Jedes Frühjahr schneit es in Amsterdam. Zuverlässig ungefähr im Mai kommt der lentesneeuw über die Stadt. Das hat nichts mit den Eisheiligen zu tun. Die Nordsee sorgt schließlich für temperiertes Wetter, so dass Frost um diese Jahreszeit nicht mehr allzu oft vorkommt.
Für den Schnee sorgt nicht etwa die Kälte, sondern eher die Wärme: Die vielen Ulmen in Amsterdam werfen ihre Samenkapseln ab. Das tun die meisten Pflanzen und Bäume im Herbst und nur wenige im Frühling. Um das zu googeln, muss man kein Sprachwissenschaftler sein. Um die spezielle Schönheit dieser Erscheinung zu genießen auch nicht – die fängt die Fotostrecke im NRC treffend ein.
Amsterdam ist bekannt für vieles, von Museen über Grachten bis zur Prostitution. Aber wer weiß schon, dass es auch die Ulmenhauptstadt ist? Die Bäume wurden Anfang des 20. Jahrhunderts gepflanzt in einer Art demokratischen Bemühung um Erholungswert in der Stadt, als „gebruiksgroen voor het volk“, wie es die Stadtverwaltung selbst ausdrückt. Deutsche Bürokratensprache könnte nicht treffender sein. Wozu man Ulmen praktisch gebrauchen kann, bleibt dabei offen, denn Obst liefern sie nicht. Der Nutzen bleibt doch eher abstrakt, von der Luftreinigung bis zum hübschen Anblick – beides natürlich trotzdem viel wert.
Die Ulme heißt auf Niederländisch iep oder olm. Vielleicht beides keine extrem ansprechende Lautgestalten, aber immerhin beruht darauf (wahrscheinlich – Etymologien sind trügerisch) der Name von Ieper, dem Ort mit der blutigen Geschichte.
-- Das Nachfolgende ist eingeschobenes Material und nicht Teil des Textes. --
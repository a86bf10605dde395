//! # tally-analysis
//!
//! The analysis engine: streaming CSV reading, column profiling, key
//! discovery, uniqueness scoring, two-sided reconciliation, chunked
//! export writing, and the comparison cache.

pub mod cache;
pub mod discovery;
pub mod export;
pub mod keys;
pub mod limits;
pub mod profile;
pub mod quality;
pub mod reader;
pub mod reconcile;
pub mod uniqueness;

pub use cache::ComparisonCache;
pub use discovery::{CandidateSet, DiscoveryInputs, KeyDiscovery, Provenance};
pub use export::{ExportRecord, ExportSpec, ExportWriter};
pub use limits::Deadline;
pub use profile::{ColumnScore, ColumnScorer};
pub use quality::{BasicQualityProfiler, QualityProfiler};
pub use reader::{FileProfile, RowStream, TextEncoding};
pub use reconcile::{CategorySamples, ReconcileOutcome, ReconcileRequest, Reconciler};
pub use uniqueness::{AnalyzeMode, AnalyzeOutcome, AnalyzeRequest, UniquenessAnalyzer};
Der liegt an einem Wasserlauf, der von Ulmen gesäumt wurde. Ob das noch immer so ist, bleibt fraglich in einer Zeit, in der Flandern sogar Verkehrsinseln zu Wäldern erklärt. (Vielleicht kann mal jemand den aktuellen Baumbestand an der Ieperlee überprüfen, ist uns jetzt gerade ein bisschen weit.) Warum ist bloß noch niemand darauf gekommen, dass die deutsche Partnerstadt von Ieper auf jeden Fall Ulm sein müsste?
Tags: Auf Deutsch, Flora & Fauna
Am 27. Mai 2017 um 16:42 Uhr
Heeft de iep een strategie? – Das fragt man sich beim NRC angesichts der Beobachtung, dass in manchen Jahren (wie auch dieses Jahr) die Ulmen „krankzinnig veel“ Samen abwerfen.